Las llamas que lo rodeaban y la música acosaban sus obnubilados sentidos manteniéndolo en un limbo de desorientación aterradora. En aquel lugar no había más luz que la ígnea catarata que lo rodeaba, pero a través de su brillante fosforescencia alcanzó entonces a percibir las siluetas de otras personas sentadas, de pie o bailando. Él mismo estaba sentado a una mesita y en la mano temblorosa tenía una copa helada. Bebió un sorbo y notó el sabor salado de un margarita.
—¡Joder! —le gritó alguien al oído por encima del clamor de la música—. ¡Qué espectáculo, tío! Me gustaría saber cómo se ve desde fuera. Jeff dejó la copa y se volvió para comprobar quién le había hablado. Bajo el blanco fulgor de las llamas que descendían desde lo alto alcanzó a distinguir las facciones huesudas de Martin Bailey, su compañero de cuarto de Emory. Volvió a mirar a su alrededor; sus ojos se fueron acostumbrando a la iluminación extrañamente incandescente que salía por los cuatro costados del local. Estaba en un bar o un club nocturno; había parejas risueñas sentadas ante decenas de mesitas; la orquesta de mariachis situada junto a la pista de baile vestía unos trajes extravagantes y del techo pendían piñatas de brillantes colores con formas de burros y toros.
Ciudad de México. Vacaciones de Navidad, 1964; aquel año, siguiendo un impulso, había viajado hasta allí en compañía de Martin. Carreteras desiertas llenas de vacas sarnosas que se metían en la autopista de dos carriles, puertos de montaña con curvas cerradísimas, camiones cisterna de gasolina Pemex adelantando al Chevy en medio de la niebla algodonosa. Un prostíbulo de la Zona Rosa, el largo ascenso a la Pirámide del Sol por la escalera de piedra.

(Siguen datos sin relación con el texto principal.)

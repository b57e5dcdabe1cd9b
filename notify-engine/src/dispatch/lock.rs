//! Per-key async mutual exclusion.
//!
//! Lock handles are created on first use and shared through a `DashMap`.
//! A guard removes its entry on release when nobody else holds or awaits the
//! same key, so the map only grows with the number of keys in flight.

use std::fmt;
use std::hash::Hash;
use std::sync::Arc;

use dashmap::DashMap;
use tokio::sync::{Mutex, OwnedMutexGuard};

pub struct KeyLock<K: Eq + Hash + Clone> {
    locks: Arc<DashMap<K, Arc<Mutex<()>>>>,
}

impl<K: Eq + Hash + Clone> KeyLock<K> {
    pub fn new() -> Self {
        Self {
            locks: Arc::new(DashMap::new()),
        }
    }

    fn handle(&self, key: &K) -> Arc<Mutex<()>> {
        self.locks
            .entry(key.clone())
            .or_insert_with(|| Arc::new(Mutex::new(())))
            .clone()
    }

    /// Wait until `key` is free and hold it until the guard drops.
    pub async fn lock(&self, key: K) -> KeyGuard<K> {
        let handle = self.handle(&key);
        let mut held = KeyGuard {
            key: Some(key),
            guard: None,
            locks: self.locks.clone(),
        };
        let acquire = handle.lock_owned();
        held.guard = Some(acquire.await);
        held
    }

    /// Take `key` only if it is free right now.
    pub fn try_lock(&self, key: K) -> Option<KeyGuard<K>> {
        let handle = self.handle(&key);
        let mut held = KeyGuard {
            key: Some(key),
            guard: None,
            locks: self.locks.clone(),
        };
        held.guard = Some(handle.try_lock_owned().ok()?);
        Some(held)
    }

    /// Number of keys currently held or awaited.
    pub fn len(&self) -> usize {
        self.locks.len()
    }

    pub fn is_empty(&self) -> bool {
        self.locks.is_empty()
    }
}

impl<K: Eq + Hash + Clone> Default for KeyLock<K> {
    fn default() -> Self {
        Self::new()
    }
}

impl<K: Eq + Hash + Clone> fmt::Debug for KeyLock<K> {
    fn fmt(&self, f: &mut fmt::Formatter<'_>) -> fmt::Result {
        f.debug_struct("KeyLock").field("keys", &self.len()).finish()
    }
}

/// Exclusive hold on one key.
pub struct KeyGuard<K: Eq + Hash + Clone> {
    key: Option<K>,
    guard: Option<OwnedMutexGuard<()>>,
    locks: Arc<DashMap<K, Arc<Mutex<()>>>>,
}

impl<K: Eq + Hash + Clone> KeyGuard<K> {
    pub fn key(&self) -> Option<&K> {
        self.key.as_ref()
    }
}

impl<K: Eq + Hash + Clone> Drop for KeyGuard<K> {
    fn drop(&mut self) {
        // Release first so the map holds the last reference.
        drop(self.guard.take());
        if let Some(key) = self.key.take() {
            self.locks
                .remove_if(&key, |_, handle| Arc::strong_count(handle) == 1);
        }
    }
}

#[cfg(test)]
mod tests {
    use super::*;
    use std::sync::atomic::{AtomicU32, Ordering};
    use std::time::Duration;

    #[tokio::test]
    async fn test_entry_removed_after_release() {
        let locks: KeyLock<i64> = KeyLock::new();
        {
            let _guard = locks.lock(1).await;
            assert_eq!(locks.len(), 1);
        }
        assert!(locks.is_empty());
    }

    #[tokio::test]
    async fn test_try_lock_fails_while_held() {
        let locks: KeyLock<i64> = KeyLock::new();
        let guard = locks.lock(7).await;
        assert!(locks.try_lock(7).is_none());
        assert!(locks.try_lock(8).is_some());
        drop(guard);
        assert!(locks.try_lock(7).is_some());
        assert!(locks.is_empty());
    }

    #[tokio::test(flavor = "multi_thread", worker_threads = 4)]
    async fn test_same_key_never_overlaps() {
        let locks = Arc::new(KeyLock::<i64>::new());
        let inside = Arc::new(AtomicU32::new(0));
        let overlaps = Arc::new(AtomicU32::new(0));

        let mut tasks = tokio::task::JoinSet::new();
        for _ in 0..16 {
            let locks = locks.clone();
            let inside = inside.clone();
            let overlaps = overlaps.clone();
            tasks.spawn(async move {
                for _ in 0..10 {
                    let _guard = locks.lock(42).await;
                    if inside.fetch_add(1, Ordering::SeqCst) != 0 {
                        overlaps.fetch_add(1, Ordering::SeqCst);
                    }
                    tokio::time::sleep(Duration::from_micros(100)).await;
                    inside.fetch_sub(1, Ordering::SeqCst);
                }
            });
        }
        while tasks.join_next().await.is_some() {}

        assert_eq!(overlaps.load(Ordering::SeqCst), 0);
        assert!(locks.is_empty());
    }

    #[tokio::test]
    async fn test_distinct_keys_do_not_block() {
        let locks: KeyLock<i64> = KeyLock::new();
        let _a = locks.lock(1).await;
        let b = tokio::time::timeout(Duration::from_secs(1), locks.lock(2)).await;
        assert!(b.is_ok());
    }
}
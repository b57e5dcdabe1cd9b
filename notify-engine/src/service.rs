//! Notification service facade.
//!
//! Applications create notifications and preferences through this type;
//! delivery is delegated to the [`PushDispatcher`].

use std::sync::Arc;

use chrono::Utc;
use notify_params::Params;
use tracing::debug;

use crate::channel::{PullChannel, PullError};
use crate::dispatch::{EnqueueListener, ErrorListener, PushDispatcher, report_enqueued};
use crate::model::{Confirmation, Notification, Preferences, PushChannelPreferences};
use crate::registry::Registry;
use crate::{Error, Result};

pub struct NotifyService {
    dispatcher: Arc<PushDispatcher>,
    pull_channels: Registry<dyn PullChannel>,
    enqueue_listeners: Registry<dyn EnqueueListener>,
    default_params: Params,
}

impl NotifyService {
    pub fn new(dispatcher: Arc<PushDispatcher>) -> Self {
        Self {
            dispatcher,
            pull_channels: Registry::new(),
            enqueue_listeners: Registry::new(),
            default_params: Params::new(),
        }
    }

    /// Params every new user starts with.
    pub fn with_default_params(mut self, params: Params) -> Self {
        self.default_params = params;
        self
    }

    pub fn dispatcher(&self) -> &Arc<PushDispatcher> {
        &self.dispatcher
    }

    /// Store `notification` as queued and due now, then tell the enqueue
    /// listeners.
    pub async fn enqueue(&self, mut notification: Notification) -> Result<Notification> {
        if let Some(id) = notification.id() {
            return Err(Error::validation(format!(
                "notification {id} is already stored"
            )));
        }

        notification.reset_queued(Utc::now());
        let id = self
            .dispatcher
            .notification_store()
            .save(&mut notification)
            .await?;
        debug!(
            notification_id = id,
            user_id = notification.user_id(),
            "Notification enqueued"
        );

        report_enqueued(&self.enqueue_listeners, &notification);
        Ok(notification)
    }

    /// Deliver synchronously. See [`PushDispatcher::dispatch_now`].
    pub async fn dispatch_now(&self, notification: Notification) -> Result<Notification> {
        self.dispatcher.dispatch_now(notification).await
    }

    /// Attach a fresh confirmation and enqueue.
    pub async fn confirm(&self, mut notification: Notification) -> Result<Notification> {
        notification.set_confirmation(Some(Confirmation::new()));
        self.enqueue(notification).await
    }

    /// Attach a fresh confirmation and deliver synchronously.
    pub async fn confirm_now(&self, mut notification: Notification) -> Result<Notification> {
        notification.set_confirmation(Some(Confirmation::new()));
        self.dispatch_now(notification).await
    }

    pub async fn get_preferences(&self, user_id: &str) -> Result<Option<Preferences>> {
        self.dispatcher
            .preferences_store()
            .get_preferences(user_id)
            .await
    }

    /// Default preferences for a new user, covering every push and pull
    /// channel that has defaults. Nothing is stored.
    pub fn new_preferences(&self, user_id: impl Into<String>) -> Preferences {
        let mut channel_prefs = self.dispatcher.new_default_preferences();
        for channel in self.pull_channels.snapshot() {
            if let Some(prefs) = channel.new_default_preferences() {
                channel_prefs.insert(
                    channel.id().to_string(),
                    PushChannelPreferences {
                        channel: prefs,
                        frequency: Default::default(),
                    },
                );
            }
        }

        Preferences {
            user_id: user_id.into(),
            params: Params::with_defaults(&self.default_params),
            channel_prefs,
        }
    }

    pub async fn set_preferences(&self, prefs: &Preferences) -> Result<()> {
        if prefs.user_id.is_empty() {
            return Err(Error::validation("preferences need a user id"));
        }
        self.dispatcher
            .preferences_store()
            .save_preferences(prefs)
            .await
    }

    pub async fn remove_preferences(&self, user_id: &str) -> Result<()> {
        self.dispatcher
            .preferences_store()
            .remove_preferences(user_id)
            .await
    }

    /// Register a pull channel, replacing one with the same id.
    pub fn add_pull_channel(&self, channel: Arc<dyn PullChannel>) {
        let id = channel.id().to_string();
        self.pull_channels.remove_where(|c| c.id() == id);
        self.pull_channels.add(channel);
    }

    pub fn remove_pull_channel(&self, channel_id: &str) -> bool {
        self.pull_channels.remove_where(|c| c.id() == channel_id) > 0
    }

    pub fn pull_channel(&self, channel_id: &str) -> Option<Arc<dyn PullChannel>> {
        self.pull_channels.find(|c| c.id() == channel_id)
    }

    /// Serve pull content for `user_id` after checking the request
    /// credentials in `params`.
    pub async fn pull(
        &self,
        channel_id: &str,
        user_id: &str,
        params: &Params,
    ) -> std::result::Result<String, PullError> {
        let channel = self
            .pull_channel(channel_id)
            .ok_or_else(|| PullError::UnknownChannel(channel_id.to_string()))?;

        if !channel.is_authorized(user_id, params).await? {
            debug!(channel = channel_id, user_id, "Pull request not authorized");
            return Err(PullError::Unauthorized(user_id.to_string()));
        }
        channel.pull(user_id, params).await
    }

    pub fn add_enqueue_listener(&self, listener: Arc<dyn EnqueueListener>) {
        self.enqueue_listeners.add(listener);
    }

    pub fn remove_enqueue_listener(&self, listener: &Arc<dyn EnqueueListener>) -> bool {
        self.enqueue_listeners.remove(listener)
    }

    pub fn add_error_listener(&self, listener: Arc<dyn ErrorListener>) {
        self.dispatcher.add_error_listener(listener);
    }

    pub fn remove_error_listener(&self, listener: &Arc<dyn ErrorListener>) -> bool {
        self.dispatcher.remove_error_listener(listener)
    }
}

Cayó en la cuenta de que el brillo que veía descender del cielo a través de las ventanas era un espectáculo de fuegos artificiales; ríos de pirotecnia líquida que manaban del tejado del hotel en lo alto del cual se encontraba el club nocturno. Martin tenía razón; desde las calles debía de ser un verdadero espectáculo. El hotel parecería una aguja ígnea, treinta o cuarenta pisos envueltos en llamas alzándose en el cielo nocturno de la ciudad.